En Gettysburg –estado de Pensilvania– se libró la batalla más sangrienta de la Guerra Civil estadounidense; duró tres días enteros, desde el 1 al 3 de julio de 1863 y las bajas entre muertos y heridos superaron los 52.000 hombres. Tres meses y medio después del combate, el presidente Abraham Lincoln inauguró en el mismo campo de batalla el cementerio de los que allí habían caído. Fue el 19 de noviembre de 1863 y ese día pronunció su discurso más conocido. Pocas palabras pero contundentes sobre la nación que se disponía a refundar, conocedor de que esa batalla había decidido la suerte de la guerra a su favor. Fue entonces cuando describió a la democracia como el gobierno del pueblo, por el pueblo y para el pueblo. Le copio la frase completa con la que terminaba el discurso, porque creo que hoy es tan necesaria como entonces: Somos los vivos quienes debemos abocarnos a la gran tarea que aún resta ante nosotros: que de estos muertos a los que honramos extraigamos una mayor devoción a la causa por la que ellos dieron la mayor muestra de devoción: que resolvamos aquí firmemente que estos muertos no habrán dado su vida en vano. Que esta nación, Dios mediante, tendrá un nuevo nacimiento de libertad. Y que el gobierno del pueblo, por el pueblo y para el pueblo, no desaparecerá de la Tierra.
Esta semana jurará el nuevo presidente de los Estados Unidos. Lo hará después de que el pasado 6 de enero una turba de locos partidarios del actual presidente intentaran tomar el edificio del Congreso para evitar la votación del colegio electoral que consagraría a Joe Biden como su 46º presidente. No lo lograron, pero fue un espectáculo propio de una república bananera y no de la democracia más antigua, poderosa y establecida del mundo. Parecía la caída de un imperio; es temprano para hacer esos juicios, pero permítame que haga unas consideraciones sobre la democracia y lo que dijo Abraham Lincoln hace 157 años.
Donald Trump fue el 45º presidente de los Estados Unidos... porque ganó las elecciones.

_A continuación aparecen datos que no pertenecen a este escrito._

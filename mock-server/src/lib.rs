use std::{sync::Arc, time::Duration};

use axum::{
    extract::{Path, Query, Request, State},
    http::{header, StatusCode},
    middleware::{self, Next},
    response::{IntoResponse, Response},
    routing::{get, post},
    Json, Router,
};
use serde::{Deserialize, Serialize};
use serde_json::{json, Value};
use tokio::{net::TcpListener, sync::RwLock};
use tracing::{debug, info};

pub const API_PREFIX: &str = "/api/v2";

const FAULTS_PATH: &str = "/__faults";

struct Fixture {
    id: u32,
    name: &'static str,
    height: u32,
    weight: u32,
    color: &'static str,
    types: &'static [&'static str],
}

const FIXTURES: &[Fixture] = &[
    Fixture { id: 1, name: "bulbasaur", height: 7, weight: 69, color: "green", types: &["grass", "poison"] },
    Fixture { id: 2, name: "ivysaur", height: 10, weight: 130, color: "green", types: &["grass", "poison"] },
    Fixture { id: 3, name: "venusaur", height: 20, weight: 1000, color: "green", types: &["grass", "poison"] },
    Fixture { id: 4, name: "charmander", height: 6, weight: 85, color: "red", types: &["fire"] },
];

/// A canned misbehaviour for every request whose path starts with
/// `path_prefix`.
#[derive(Clone, Debug, PartialEq, Serialize, Deserialize)]
pub struct Fault {
    pub path_prefix: String,
    #[serde(flatten)]
    pub kind: FaultKind,
}

#[derive(Clone, Debug, PartialEq, Serialize, Deserialize)]
#[serde(tag = "kind", rename_all = "snake_case")]
pub enum FaultKind {
    Status { status: u16, body: String },
    EmptyBody,
    Delay { millis: u64 },
}

#[derive(Clone, Default)]
pub struct MockState {
    faults: Arc<RwLock<Vec<Fault>>>,
}

impl MockState {
    pub async fn inject(&self, fault: Fault) {
        info!(prefix = %fault.path_prefix, kind = ?fault.kind, "fault injected");
        self.faults.write().await.push(fault);
    }

    pub async fn clear(&self) {
        self.faults.write().await.clear();
    }

    /// Most recently injected fault matching `path`.
    async fn fault_for(&self, path: &str) -> Option<FaultKind> {
        let faults = self.faults.read().await;
        faults
            .iter()
            .rev()
            .find(|fault| path.starts_with(&fault.path_prefix))
            .map(|fault| fault.kind.clone())
    }
}

#[derive(Debug, Deserialize)]
pub struct PageParams {
    #[serde(default = "default_limit")]
    pub limit: usize,
    #[serde(default)]
    pub offset: usize,
}

fn default_limit() -> usize {
    20
}

pub fn app() -> Router {
    app_with(MockState::default())
}

pub fn app_with(state: MockState) -> Router {
    let api = Router::new()
        .route("/pokemon", get(list_pokemon))
        .route("/pokemon/{id}", get(get_pokemon))
        .route("/pokemon-species/{id}", get(get_species));

    Router::new()
        .nest(API_PREFIX, api)
        .route(FAULTS_PATH, post(add_fault).delete(clear_faults))
        .layer(middleware::from_fn_with_state(state.clone(), apply_faults))
        .with_state(state)
}

pub async fn run(listener: TcpListener) -> Result<(), std::io::Error> {
    run_with(listener, MockState::default()).await
}

pub async fn run_with(listener: TcpListener, state: MockState) -> Result<(), std::io::Error> {
    axum::serve(listener, app_with(state)).await
}

async fn apply_faults(State(state): State<MockState>, request: Request, next: Next) -> Response {
    let path = request.uri().path().to_string();
    if path.starts_with(FAULTS_PATH) {
        return next.run(request).await;
    }
    match state.fault_for(&path).await {
        Some(FaultKind::Status { status, body }) => {
            debug!(%path, status, "serving injected status");
            let status = StatusCode::from_u16(status).unwrap_or(StatusCode::INTERNAL_SERVER_ERROR);
            (status, [(header::CONTENT_TYPE, "application/json")], body).into_response()
        }
        Some(FaultKind::EmptyBody) => {
            debug!(%path, "serving injected empty body");
            StatusCode::OK.into_response()
        }
        Some(FaultKind::Delay { millis }) => {
            debug!(%path, millis, "delaying response");
            tokio::time::sleep(Duration::from_millis(millis)).await;
            next.run(request).await
        }
        None => next.run(request).await,
    }
}

async fn add_fault(State(state): State<MockState>, Json(fault): Json<Fault>) -> StatusCode {
    state.inject(fault).await;
    StatusCode::NO_CONTENT
}

async fn clear_faults(State(state): State<MockState>) -> StatusCode {
    state.clear().await;
    StatusCode::NO_CONTENT
}

async fn list_pokemon(Query(params): Query<PageParams>) -> Json<Value> {
    let results: Vec<Value> = FIXTURES
        .iter()
        .skip(params.offset)
        .take(params.limit)
        .map(|entry| json!({ "name": entry.name, "url": resource_url("pokemon", entry.id) }))
        .collect();

    let next_offset = params.offset.saturating_add(params.limit);
    let next = (next_offset < FIXTURES.len()).then(|| {
        format!(
            "https://pokeapi.co/api/v2/pokemon?offset={next_offset}&limit={}",
            params.limit
        )
    });
    let previous = (params.offset > 0).then(|| {
        format!(
            "https://pokeapi.co/api/v2/pokemon?offset={}&limit={}",
            params.offset.saturating_sub(params.limit),
            params.limit
        )
    });

    Json(json!({
        "count": FIXTURES.len(),
        "next": next,
        "previous": previous,
        "results": results,
    }))
}

async fn get_pokemon(Path(id): Path<u32>) -> Result<Json<Value>, StatusCode> {
    let entry = fixture(id).ok_or(StatusCode::NOT_FOUND)?;
    let (id, name) = (entry.id, entry.name);
    let types: Vec<Value> = entry
        .types
        .iter()
        .enumerate()
        .map(|(slot, kind)| {
            json!({
                "slot": slot + 1,
                "type": { "name": kind, "url": "https://pokeapi.co/api/v2/type/1/" },
            })
        })
        .collect();

    Ok(Json(json!({
        "id": id,
        "name": name,
        "height": entry.height,
        "weight": entry.weight,
        "base_experience": 64,
        "species": { "name": name, "url": resource_url("pokemon-species", id) },
        "sprites": {
            "front_default": format!("https://raw.githubusercontent.com/PokeAPI/sprites/master/sprites/pokemon/{id}.png"),
            "front_shiny": null,
        },
        "abilities": [
            {
                "ability": { "name": "overgrow", "url": "https://pokeapi.co/api/v2/ability/65/" },
                "is_hidden": false,
                "slot": 1,
            },
            {
                "ability": { "name": "chlorophyll", "url": "https://pokeapi.co/api/v2/ability/34/" },
                "is_hidden": true,
                "slot": 3,
            },
        ],
        "stats": [
            { "base_stat": 45, "effort": 0, "stat": { "name": "hp", "url": "https://pokeapi.co/api/v2/stat/1/" } },
            { "base_stat": 49, "effort": 0, "stat": { "name": "attack", "url": "https://pokeapi.co/api/v2/stat/2/" } },
        ],
        "types": types,
    })))
}

async fn get_species(Path(id): Path<u32>) -> Result<Json<Value>, StatusCode> {
    let entry = fixture(id).ok_or(StatusCode::NOT_FOUND)?;
    let (id, name, color) = (entry.id, entry.name, entry.color);
    Ok(Json(json!({
        "id": id,
        "name": name,
        "color": { "name": color, "url": "https://pokeapi.co/api/v2/pokemon-color/5/" },
        "flavor_text_entries": [
            {
                "flavor_text": format!("{name} was\nspotted in the wild."),
                "language": { "name": "en", "url": "https://pokeapi.co/api/v2/language/9/" },
            }
        ],
        "habitat": { "name": "grassland", "url": "https://pokeapi.co/api/v2/pokemon-habitat/3/" },
        "is_baby": false,
        "names": [
            { "language": { "name": "en", "url": "https://pokeapi.co/api/v2/language/9/" }, "name": name }
        ],
        "shape": { "name": "quadruped", "url": "https://pokeapi.co/api/v2/pokemon-shape/8/" },
        "varieties": [
            { "is_default": true, "pokemon": { "name": name, "url": resource_url("pokemon", id) } }
        ],
    })))
}

fn fixture(id: u32) -> Option<&'static Fixture> {
    FIXTURES.iter().find(|entry| entry.id == id)
}

fn resource_url(kind: &str, id: u32) -> String {
    format!("https://pokeapi.co/api/v2/{kind}/{id}/")
}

Esa es la evidencia más certera de que la democracia no es solo elegir a las autoridades por el voto popular. Si las elecciones fueran el criterio absoluto de la democracia, estaríamos en serios problemas y no solo en los Estados Unidos. Lincoln lo dice a su modo, pero me gusta recalcar que la democracia es la convivencia pacífica de los que piensan distinto y no la imposición a las minorías del pensamiento de las mayorías.
Aristóteles llamó demagogia a ese virus que ataca a la democracia hasta degradarla completamente: una estrategia para alcanzar el poder político con apelaciones a prejuicios, emociones, miedos y esperanzas del pueblo, usados ganar apoyo popular a fuerza de retórica barata y propaganda cara.
Pero además hay que contar con que el poder enloquece y las pruebas están al canto en cualquier relación de poder, desde la más doméstica hasta la más encumbrada. En gran parte del mundo ganar las elecciones se ha vuelto una patente para abusar impunemente del pueblo, en lugar de ser una responsabilidad sagrada en servicio de todos los ciudadanos. Como toda regla, hay que admitir excepciones que la confirman: hay unos pocos gobernantes que se libran de la maldición.
No existían en la época de Aristóteles, ni en la de Lincoln, los medios de opinión pública que hoy permiten sabotear la democracia, eternizarse en el poder, discriminar a las minorías o propagar el extremismo. Urge, por eso, una nueva legislación para proteger a las democracias de los viejos vicios y también de los nuevos, pero sobre todo de los que se vuelven locos con el poder y se convierten de buenas a primeras en el Tirano Banderas.
Más provechoso que los debates obligatorios televisados entre los candidatos sería obligarlos a hacerse tests psicológicos en vivo y en directo. Sería, además, un espectáculo tremendo.